Not to upset Browns fans too much, but they could have had Clay Matthews III.
They also could have had Richard Seymour, LaDainian Tomlinson, Ben Roethlisberger but decided to pass on each in the draft, which is why they continue to be among the NFL's worst teams every season.
Matthews would have been a popular choice among fans because of the relationship his father, Clay Jr., had with the team from 1978-93. The elder Matthews holds the team record for sacks with 76.5, which places him among the best defensive players in franchise history.
In the younger Matthews, fans looked at the long, flowing blonde hair and aggressive pass-rushing style and saw his father. He might not develop into the player his dad was, but it might have been worth the risk with a low first-round choice.
"I knew Cleveland had a very high draft pick, but I didn't think I would end up there," Matthews said.
"However, I did take a trip there and was able to check out Cleveland's facilities and meet coach (Eric) Mangini. It was neat to go there, but where I was slotted to go I didn't think I would go there."
The Browns started out with the fifth overall pick but traded down three times in moving down 16 spots. With Matthews expected to go off the board in the latter third of the first round, it would have made sense for the Browns, who needed a pass rusher, to pick Matthews.
"I spent a lot of time with Clay at USC," Mangini said. "He's a smart kid. He talked a lot about the Browns and his dad. He's really an interesting guy. He talked a little politics. He's a very intellectual guy."
It sounds like Matthews is a chip off the old block. His father wasn't strictly an Xs and Os player. He liked to talk about topics other than football and wasn't shy about wearing his political beliefs on his sleeve.
Clay III doesn't remember much about his father's playing days. He was born May 14, 1986, the season in which the Browns lost to the Denver Broncos on "The Drive" in the AFC Championship Game.
Clay III is reminded about his dad's accomplishments with the Browns from the collection of artifacts and awards he collected.
"Growing up we always had Cleveland Browns banners and flags," Clay III said. "I think I still have a helmet back home in California in my room and posters with Bernie Kosar, Eric Metcalf, Matt Bahr and all those people that played the same time my father did.

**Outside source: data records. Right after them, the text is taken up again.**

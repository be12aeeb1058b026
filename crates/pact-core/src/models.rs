use std::fmt;
use std::str::FromStr;

use chrono::{DateTime, Utc};
use rust_decimal::Decimal;
use serde::{Deserialize, Serialize};

use crate::document::{Document, FieldValue, Fields};
use crate::error::{DecodeError, PactError};

pub const USERS_COLLECTION: &str = "Users";
pub const CONTRACTS_COLLECTION: &str = "Contracts";
pub const FRIENDS_COLLECTION: &str = "Friends";

/// Stored field names, shared by every adapter.
pub mod field {
    pub const NAME: &str = "name";
    pub const EMAIL: &str = "email";
    pub const CREATED_AT: &str = "createdAt";
    pub const DESCRIPTION: &str = "description";
    pub const AMOUNT: &str = "amount";
    pub const OWNER_ID: &str = "ownerId";
    pub const PARTNER_ID: &str = "partnerId";
    pub const STATUS: &str = "status";
    pub const DUE_DATE: &str = "dueDate";
    pub const COMPLETED_DATE: &str = "completedDate";
    pub const USER_ID: &str = "userId";
    pub const FRIEND_ID: &str = "friendId";
    pub const DATE_ADDED: &str = "dateAdded";
}

#[derive(Debug, Clone, Copy, Serialize, Deserialize, PartialEq, Eq, Hash)]
#[serde(rename_all = "lowercase")]
pub enum ContractStatus {
    Pending,
    Success,
    Failed,
}

impl ContractStatus {
    pub fn as_str(self) -> &'static str {
        match self {
            ContractStatus::Pending => "pending",
            ContractStatus::Success => "success",
            ContractStatus::Failed => "failed",
        }
    }

    pub fn is_terminal(self) -> bool {
        self != ContractStatus::Pending
    }
}

impl fmt::Display for ContractStatus {
    fn fmt(&self, f: &mut fmt::Formatter<'_>) -> fmt::Result {
        f.write_str(self.as_str())
    }
}

impl FromStr for ContractStatus {
    type Err = String;

    fn from_str(value: &str) -> Result<Self, Self::Err> {
        match value {
            "pending" => Ok(ContractStatus::Pending),
            "success" => Ok(ContractStatus::Success),
            "failed" => Ok(ContractStatus::Failed),
            other => Err(format!("unknown contract status '{other}'")),
        }
    }
}

/// A promise made by `owner_id` and judged by `partner_id`.
///
/// `completed_date` is present exactly when `status` is terminal; decoding
/// rejects stored records that break this.
#[derive(Debug, Clone, Serialize, Deserialize, PartialEq)]
pub struct Contract {
    pub id: String,
    pub name: String,
    pub description: String,
    pub amount: Decimal,
    pub owner_id: String,
    pub partner_id: String,
    pub due_date: DateTime<Utc>,
    pub status: ContractStatus,
    pub completed_date: Option<DateTime<Utc>>,
}

impl Contract {
    pub fn is_overdue(&self, now: DateTime<Utc>) -> bool {
        self.status == ContractStatus::Pending && self.due_date < now
    }

    pub fn can_mark_success(&self) -> bool {
        self.status == ContractStatus::Pending
    }

    pub fn can_mark_failed(&self, now: DateTime<Utc>) -> bool {
        self.is_overdue(now)
    }

    pub fn is_complete(&self) -> bool {
        self.status.is_terminal()
    }

    pub fn is_partner(&self, actor_id: &str) -> bool {
        self.partner_id == actor_id
    }

    /// `can_mark_success` as seen by `actor_id`: only the partner may act.
    pub fn can_mark_success_as(&self, actor_id: &str) -> bool {
        self.is_partner(actor_id) && self.can_mark_success()
    }

    pub fn can_mark_failed_as(&self, actor_id: &str, now: DateTime<Utc>) -> bool {
        self.is_partner(actor_id) && self.can_mark_failed(now)
    }

    pub fn to_fields(&self) -> Fields {
        let mut fields = Fields::new();
        fields.insert(field::NAME.to_string(), self.name.as_str().into());
        fields.insert(field::DESCRIPTION.to_string(), self.description.as_str().into());
        fields.insert(field::AMOUNT.to_string(), self.amount.into());
        fields.insert(field::OWNER_ID.to_string(), self.owner_id.as_str().into());
        fields.insert(field::PARTNER_ID.to_string(), self.partner_id.as_str().into());
        fields.insert(field::STATUS.to_string(), self.status.as_str().into());
        fields.insert(field::DUE_DATE.to_string(), self.due_date.into());
        fields.insert(field::COMPLETED_DATE.to_string(), self.completed_date.into());
        fields
    }

    pub fn from_document(document: &Document) -> Result<Self, DecodeError> {
        let raw_status = document.string(field::STATUS)?;
        let status = raw_status
            .parse::<ContractStatus>()
            .map_err(|_| DecodeError::InvalidValue {
                id: document.id.clone(),
                field: field::STATUS,
                value: raw_status.to_string(),
            })?;
        let completed_date = document.optional_timestamp(field::COMPLETED_DATE)?;

        match (status, completed_date) {
            (ContractStatus::Pending, Some(_)) => {
                return Err(DecodeError::Inconsistent {
                    id: document.id.clone(),
                    reason: "pending contract carries a completion date",
                });
            }
            (ContractStatus::Success | ContractStatus::Failed, None) => {
                return Err(DecodeError::Inconsistent {
                    id: document.id.clone(),
                    reason: "settled contract has no completion date",
                });
            }
            _ => {}
        }

        Ok(Self {
            id: document.id.clone(),
            name: document.string(field::NAME)?.to_string(),
            description: document.string(field::DESCRIPTION)?.to_string(),
            amount: document.decimal(field::AMOUNT)?,
            owner_id: document.string(field::OWNER_ID)?.to_string(),
            partner_id: document.string(field::PARTNER_ID)?.to_string(),
            due_date: document.timestamp(field::DUE_DATE)?,
            status,
            completed_date,
        })
    }
}

/// Input for creating a contract. The owner is always the acting user.
#[derive(Debug, Clone, Serialize, Deserialize)]
pub struct NewContract {
    pub name: String,
    pub description: String,
    pub amount: Decimal,
    pub partner_id: String,
    pub due_date: DateTime<Utc>,
}

impl NewContract {
    pub fn validate(&self, owner_id: &str) -> Result<(), PactError> {
        if self.name.trim().is_empty() {
            return Err(PactError::validation("name", "name is required"));
        }
        if self.description.trim().is_empty() {
            return Err(PactError::validation("description", "description is required"));
        }
        if self.amount < Decimal::ZERO {
            return Err(PactError::validation("amount", "amount must not be negative"));
        }
        if self.partner_id.trim().is_empty() {
            return Err(PactError::validation("partner_id", "partner is required"));
        }
        if self.partner_id == owner_id {
            return Err(PactError::validation(
                "partner_id",
                "a user cannot supervise their own contract",
            ));
        }
        Ok(())
    }

    /// Builds the stored record: status forced to pending, no completion.
    pub fn into_contract(self, id: String, owner_id: String) -> Contract {
        Contract {
            id,
            name: self.name,
            description: self.description,
            amount: self.amount,
            owner_id,
            partner_id: self.partner_id,
            due_date: self.due_date,
            status: ContractStatus::Pending,
            completed_date: None,
        }
    }
}

#[derive(Debug, Clone, Serialize, Deserialize, PartialEq, Eq)]
pub struct User {
    pub id: String,
    pub email: String,
    pub name: String,
}

impl User {
    pub fn profile_fields(email: &str, name: &str, created_at: DateTime<Utc>) -> Fields {
        let mut fields = Fields::new();
        fields.insert(field::EMAIL.to_string(), email.into());
        fields.insert(field::NAME.to_string(), name.into());
        fields.insert(field::CREATED_AT.to_string(), created_at.into());
        fields
    }

    pub fn from_document(document: &Document) -> Result<Self, DecodeError> {
        Ok(Self {
            id: document.id.clone(),
            email: document.string(field::EMAIL)?.to_string(),
            name: document.string(field::NAME)?.to_string(),
        })
    }
}

/// Directed friendship edge: `user_id` lists `friend_id` as a friend.
#[derive(Debug, Clone, Serialize, Deserialize, PartialEq, Eq)]
pub struct FriendEdge {
    pub id: String,
    pub user_id: String,
    pub friend_id: String,
    pub date_added: DateTime<Utc>,
}

impl FriendEdge {
    pub fn edge_fields(user_id: &str, friend_id: &str, date_added: DateTime<Utc>) -> Fields {
        let mut fields = Fields::new();
        fields.insert(field::USER_ID.to_string(), user_id.into());
        fields.insert(field::FRIEND_ID.to_string(), friend_id.into());
        fields.insert(field::DATE_ADDED.to_string(), FieldValue::Timestamp(date_added));
        fields
    }

    pub fn from_document(document: &Document) -> Result<Self, DecodeError> {
        Ok(Self {
            id: document.id.clone(),
            user_id: document.string(field::USER_ID)?.to_string(),
            friend_id: document.string(field::FRIEND_ID)?.to_string(),
            date_added: document.timestamp(field::DATE_ADDED)?,
        })
    }
}

#[cfg(test)]
mod tests {
    use chrono::{Duration, TimeZone};

    use super::*;

    fn now() -> DateTime<Utc> {
        Utc.with_ymd_and_hms(2024, 10, 27, 12, 0, 0).unwrap()
    }

    fn contract(status: ContractStatus, due_in: Duration) -> Contract {
        Contract {
            id: "c1".to_string(),
            name: "Run 5k".to_string(),
            description: "before breakfast".to_string(),
            amount: Decimal::new(20, 0),
            owner_id: "alice".to_string(),
            partner_id: "bob".to_string(),
            due_date: now() + due_in,
            status,
            completed_date: status.is_terminal().then(now),
        }
    }

    #[test]
    fn overdue_requires_pending_and_past_due() {
        assert!(contract(ContractStatus::Pending, Duration::days(-1)).is_overdue(now()));
        assert!(!contract(ContractStatus::Pending, Duration::days(1)).is_overdue(now()));
        assert!(!contract(ContractStatus::Success, Duration::days(-1)).is_overdue(now()));
    }

    #[test]
    fn only_the_partner_may_mark_failed_once_overdue() {
        let overdue = contract(ContractStatus::Pending, Duration::days(-1));
        assert!(overdue.can_mark_failed_as("bob", now()));
        assert!(!overdue.can_mark_failed_as("alice", now()));

        let upcoming = contract(ContractStatus::Pending, Duration::days(1));
        assert!(upcoming.can_mark_success_as("bob"));
        assert!(!upcoming.can_mark_failed_as("bob", now()));
    }

    #[test]
    fn settled_contracts_are_complete_and_frozen() {
        let settled = contract(ContractStatus::Failed, Duration::days(-1));
        assert!(settled.is_complete());
        assert!(!settled.can_mark_success());
        assert!(!settled.can_mark_failed(now()));
    }

    #[test]
    fn stored_fields_decode_back() {
        let original = contract(ContractStatus::Success, Duration::days(-2));
        let document = Document::new("c1", original.to_fields());
        assert_eq!(Contract::from_document(&document).unwrap(), original);
    }

    #[test]
    fn pending_with_completion_date_is_rejected() {
        let mut fields = contract(ContractStatus::Pending, Duration::days(1)).to_fields();
        fields.insert(field::COMPLETED_DATE.to_string(), now().into());

        let err = Contract::from_document(&Document::new("c1", fields)).unwrap_err();
        assert!(matches!(err, DecodeError::Inconsistent { .. }));
    }

    #[test]
    fn unknown_status_is_rejected() {
        let mut fields = contract(ContractStatus::Pending, Duration::days(1)).to_fields();
        fields.insert(field::STATUS.to_string(), "abandoned".into());

        let err = Contract::from_document(&Document::new("c1", fields)).unwrap_err();
        assert!(matches!(err, DecodeError::InvalidValue { field: "status", .. }));
    }

    fn draft() -> NewContract {
        NewContract {
            name: "Run 5k".to_string(),
            description: "before breakfast".to_string(),
            amount: Decimal::new(20, 0),
            partner_id: "bob".to_string(),
            due_date: now(),
        }
    }

    #[test]
    fn validation_rejects_bad_input() {
        assert!(draft().validate("alice").is_ok());

        let mut blank = draft();
        blank.name = "  ".to_string();
        assert!(matches!(
            blank.validate("alice"),
            Err(PactError::Validation { field: "name", .. })
        ));

        let mut negative = draft();
        negative.amount = Decimal::new(-1, 0);
        assert!(matches!(
            negative.validate("alice"),
            Err(PactError::Validation { field: "amount", .. })
        ));

        let mut undescribed = draft();
        undescribed.description = String::new();
        assert!(matches!(
            undescribed.validate("alice"),
            Err(PactError::Validation { field: "description", .. })
        ));

        let mut unpartnered = draft();
        unpartnered.partner_id = " ".to_string();
        assert!(matches!(
            unpartnered.validate("alice"),
            Err(PactError::Validation { field: "partner_id", .. })
        ));

        assert!(matches!(
            draft().validate("bob"),
            Err(PactError::Validation { field: "partner_id", .. })
        ));
    }

    #[test]
    fn zero_amount_is_allowed() {
        let mut free = draft();
        free.amount = Decimal::ZERO;
        assert!(free.validate("alice").is_ok());
    }
}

"We were completely surrounded by it. It was a football family, and a Cleveland one at that."
Clay III is beginning to look like his father on the field. He had two sacks last week in a win over the Detroit Lions, and he leads the team in sacks with three. His best play of the season came when he stripped the ball from Vikings running back Adrian Peterson and returned it 49 yards for a touchdown on Monday Night Football.
You think he would look good in a Browns' uniform. Taking it another step, the Browns also could have had USC linebacker Rey Maualuga, who lined up next to Matthews.
Matthews began the season as a backup to Brandon Chillar at one of the inside spots in the base 3-4 defense. His first start was last week, and he made the most of it.
"I fell into a few plays here and there," he said. "The coaches gave me a few chances to show what I have, and I had to make the most of that opportunity. Not only was I going in on nickel situations, but they allowed me to go in on first and second downs. It was a real test to show them what I had."
Clay III has been helped by having a father that excelled in the NFL. The younger Matthews can also lean on his uncle Bruce, who is a Hall of Fame offensive lineman, and his grandfather, Clay Sr., who played for the San Francisco 49ers.
"They have so much football experience that they were able to push that on me," Clay III said. "I like to believe that my head is on straight and I'm prepared as a rookie."
And to think the Browns could have had him.